We then went off down Trafalgar Street, a steep thoroughfare that passes under the station through a tunnel. This is the quick route from the station to the heart of Brighton, with its ‘alternative’ stores and street stalls, the Lanes and the Royal Pavilion.
On emerging from the tunnel, you come to a Victorian (c.1845) pub called The Prince Albert. It is Grade II listed but what is noticeable at first glance is that one façade has been transformed into a gallery of portraits of famous, mostly dead, rock stars. I have never been inside the pub but it seems to be a popular venue.
Brighton is known for its street art. In the past we have been impressed with both the paintings themselves and the liveliness of the street art scene but recently we have noticed a slowing of the rhythm. I do not know why this is but I notice that some of the areas where painters were active in the past have been fenced off. We ‘collected’ the above painting in the yard of a business in Trafalgar Lane. It is a collaborative piece and you might be able to read the artists’ names in the top left corner. If not, then they are as follows: Dahkoh, The Real Dill, Tony Boy, Captain Kris and Obit (so far, I have no information on the latter artist).
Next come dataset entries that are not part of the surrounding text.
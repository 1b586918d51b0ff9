//! # Symbol Alphabets
//!
//! This module provides the bidirectional symbol↔index table and its
//! io mechanisms.
//!
//! The primary type is [`Alphabet`]: a cheaply-cloneable shared handle
//! over an index-stable table. Every clone observes the same table, so a
//! pipeline and all of its stages can intern against one vocabulary.
pub mod io;
pub mod symbol_alphabet;

#[doc(inline)]
pub use io::{AlphabetExport, read_alphabet, write_alphabet};
#[doc(inline)]
pub use symbol_alphabet::Alphabet;
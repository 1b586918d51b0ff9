//! # Record Iterators
//!
//! Adapters that turn a raw corpus into a stream of [`Record`]s ready
//! to feed a pipeline.

use regex::Regex;

use crate::record::{Payload, Record};

/// Iterates a pattern's matches over one text, yielding a record per
/// match.
///
/// Each record's data is the match's first capture group when the
/// pattern has one (the markup around a region rarely belongs in the
/// extracted text), otherwise the whole match. Records are named by the
/// whole match's byte offsets, `region_{start}_{end}`, so failures
/// downstream point back into the source text.
pub struct PatternMatchIterator<'r, 't> {
    captures: regex::CaptureMatches<'r, 't>,
}

impl<'r, 't> PatternMatchIterator<'r, 't> {
    /// Create an iterator over `pattern`'s matches in `text`.
    ///
    /// ## Arguments
    /// * `pattern` - the region pattern; group 1, if present, selects
    ///   the record data within each match.
    /// * `text` - the source text to scan.
    pub fn new(
        pattern: &'r Regex,
        text: &'t str,
    ) -> Self {
        Self {
            captures: pattern.captures_iter(text),
        }
    }
}

impl Iterator for PatternMatchIterator<'_, '_> {
    type Item = Record;

    fn next(&mut self) -> Option<Record> {
        let captures = self.captures.next()?;
        let whole = captures.get(0)?;
        let data = captures.get(1).unwrap_or(whole);

        Some(
            Record::new(Payload::Chars(data.as_str().to_string()))
                .with_name(format!("region_{}_{}", whole.start(), whole.end())),
        )
    }
}

#[cfg(test)]
mod tests {
    use super::*;
    use crate::pipeline::{
        SerialPipeline,
        stages::{intern_features::InternFeatures, segment::SegmentChars},
    };

    #[test]
    fn test_capture_group_selects_record_data() {
        let text = "<p>Inside inside inside</p> outside <p>inside\ninside</p> outside\noutside";
        let pattern = Regex::new("(?s)<p>(.+?)</p>").unwrap();

        let records: Vec<Record> = PatternMatchIterator::new(&pattern, text).collect();

        assert_eq!(records.len(), 2);
        assert_eq!(
            records[0].data,
            Payload::Chars("Inside inside inside".into())
        );
        assert_eq!(records[1].data, Payload::Chars("inside\ninside".into()));

        // Names carry the whole match's offsets, markup included.
        assert_eq!(records[0].name.as_deref(), Some("region_0_27"));
        assert_eq!(records[1].name.as_deref(), Some("region_36_56"));
    }

    #[test]
    fn test_no_capture_group_yields_whole_match() {
        let pattern = Regex::new(r"\d+").unwrap();
        let records: Vec<Record> = PatternMatchIterator::new(&pattern, "a 12 b 345").collect();

        assert_eq!(records.len(), 2);
        assert_eq!(records[0].data, Payload::Chars("12".into()));
        assert_eq!(records[0].name.as_deref(), Some("region_2_4"));
        assert_eq!(records[1].data, Payload::Chars("345".into()));
    }

    #[test]
    fn test_no_matches_yields_no_records() {
        let pattern = Regex::new("<p>(.+?)</p>").unwrap();
        let mut iter = PatternMatchIterator::new(&pattern, "no regions here");
        assert!(iter.next().is_none());
    }

    #[test]
    fn test_feeds_a_pipeline() {
        let pipeline = SerialPipeline::new(vec![
            Box::new(SegmentChars::new()),
            Box::new(InternFeatures::new()),
        ]);

        let pattern = Regex::new("<p>(.+?)</p>").unwrap();
        let records = PatternMatchIterator::new(&pattern, "<p>a b</p> <p>b c</p>").collect();

        let results = pipeline.process_batch(records, true).unwrap();
        assert_eq!(results.len(), 2);
        assert_eq!(pipeline.data_alphabet().len(), 3);
    }
}
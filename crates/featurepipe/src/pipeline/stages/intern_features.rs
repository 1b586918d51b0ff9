//! # Feature Interning Stage

use crate::{
    alphabet::Alphabet,
    errors::{FPResult, FeaturePipeError},
    pipeline::stage::{Stage, StageFactoryHook, check_stage_version, type_mismatch},
    record::{Payload, Record},
};

const KIND: &str = "intern-features";

/// Transition `Tokens` → `Indices` through the pipeline's shared data
/// alphabet.
///
/// While the alphabet grows, every token receives an index. Once the
/// alphabet is frozen, unseen tokens are dropped as out-of-vocabulary;
/// existing indices are never renumbered.
#[derive(Debug, Default, Clone)]
pub struct InternFeatures {
    data_alphabet: Option<Alphabet<String>>,
}

impl InternFeatures {
    /// Create the stage; the pipeline binds the alphabet.
    pub fn new() -> Self {
        Self::default()
    }

    fn alphabet(&self) -> FPResult<&Alphabet<String>> {
        self.data_alphabet
            .as_ref()
            .ok_or(FeaturePipeError::UnboundStage { stage: KIND })
    }
}

impl Stage for InternFeatures {
    fn kind(&self) -> &'static str {
        KIND
    }

    fn bind(
        &mut self,
        data: &Alphabet<String>,
        _target: &Alphabet<String>,
    ) {
        self.data_alphabet = Some(data.clone());
    }

    fn apply(
        &self,
        mut record: Record,
    ) -> FPResult<Record> {
        let alphabet = self.alphabet()?;
        let diagnostic = record.diagnostic_name();

        match record.data {
            Payload::Tokens(tokens) => {
                let mut indices = Vec::with_capacity(tokens.len());
                let mut dropped = 0usize;

                for token in &tokens {
                    match alphabet.intern(&token.text) {
                        Ok(index) => indices.push(index),
                        Err(FeaturePipeError::NotFound { .. }) => dropped += 1,
                        Err(err) => return Err(err),
                    }
                }

                if dropped > 0 {
                    log::debug!(
                        "dropped {dropped} out-of-vocabulary tokens from record '{diagnostic}'"
                    );
                }

                record.data = Payload::Indices(indices);
                Ok(record)
            }
            ref other => Err(type_mismatch(KIND, "tokens", other.kind())),
        }
    }
}

fn build(
    version: u32,
    _config: &serde_json::Value,
) -> FPResult<Box<dyn Stage>> {
    check_stage_version(KIND, version, 1)?;
    Ok(Box::new(InternFeatures::new()))
}

inventory::submit! {
    StageFactoryHook::new(KIND, build)
}

#[cfg(test)]
mod tests {
    use super::*;
    use crate::record::Token;

    fn bound_stage() -> (InternFeatures, Alphabet<String>) {
        let alphabet = Alphabet::new();
        let mut stage = InternFeatures::new();
        stage.bind(&alphabet, &Alphabet::new());
        (stage, alphabet)
    }

    #[test]
    fn test_interns_against_bound_alphabet() {
        let (stage, alphabet) = bound_stage();

        let record = Record::new(Payload::Tokens(vec![
            Token::new("a"),
            Token::new("b"),
            Token::new("a"),
        ]));
        let record = stage.apply(record).unwrap();

        assert_eq!(record.data, Payload::Indices(vec![0, 1, 0]));
        assert_eq!(alphabet.len(), 2);
    }

    #[test]
    fn test_frozen_alphabet_drops_unseen() {
        let (stage, alphabet) = bound_stage();
        alphabet.intern(&"known".to_string()).unwrap();
        alphabet.freeze();

        let record = Record::new(Payload::Tokens(vec![
            Token::new("known"),
            Token::new("novel"),
        ]));
        let record = stage.apply(record).unwrap();

        assert_eq!(record.data, Payload::Indices(vec![0]));
        assert_eq!(alphabet.len(), 1);
    }

    #[test]
    fn test_unbound_stage_errors() {
        let stage = InternFeatures::new();
        let result = stage.apply(Record::new(Payload::Tokens(vec![])));
        assert!(matches!(
            result,
            Err(FeaturePipeError::UnboundStage {
                stage: "intern-features"
            })
        ));
    }
}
Until now, it had seemed a normal day as far as the light was concerned but on looking along Kensington Place, I realized that there was fog about. In this case, it seemed to be shrouding the taller buildings but it was localized and was thicker in some areas than in others.
At its junction with Kensington Place, Gloucester Road contains a pedestrian area and here, at weekends, local shops display their wares. In this case, these consist of an impressive array of antique fireplaces and accompanying fire irons.
Here we are looking up Trafalgar Street from the corner of St George’s Mews, near the lower end. The mist or fog is only barley detectable by looking at the buildings in the far background but compare that with later photos. The Great Eastern is a Victorian pub dating from at least the 1870s though whether it has been rebuilt or remodelled in the meantime, I do not know. It takes its name from SS Great Eastern, the iron steamship designed by Isambard Kingdom Brunel and launched in 1858. Able to carry 4,000 passengers, she was in her day the biggest ship of her kind. The inn sign features a portrait of the great engineer, possibly copied from the photo by Robert Howlett currently in the National Portrait Gallery though modified to show Brunel, with his inevitable cigar stuck in the corner of his mouth, holding a model of his ship.
We walked north up York Place (I will explain later where we were going) and passed this bubble-painted pub on the corner of York Place and Cheapside. It has for some years been known as the Hobgoblin, offering the services of both a pub and a music venue, but it was originally called the Northern Hotel. It is not listed by Historic England but does enjoy the protection of a local listing (NB pdf file). Though the pub dates from the 1860s, the listing correctly describes it as ‘likely early 20th century in date’ because it was rebuilt around 1905. I don’t know who painted the pub’s present blue costume or what the letters on the chimney stand for.
We continued along the street which by now had changed its name to London Road. Glancing off to the right along Francis Street, we spotted this portrait on a wall. It is unmistakeably by Mr Cenz.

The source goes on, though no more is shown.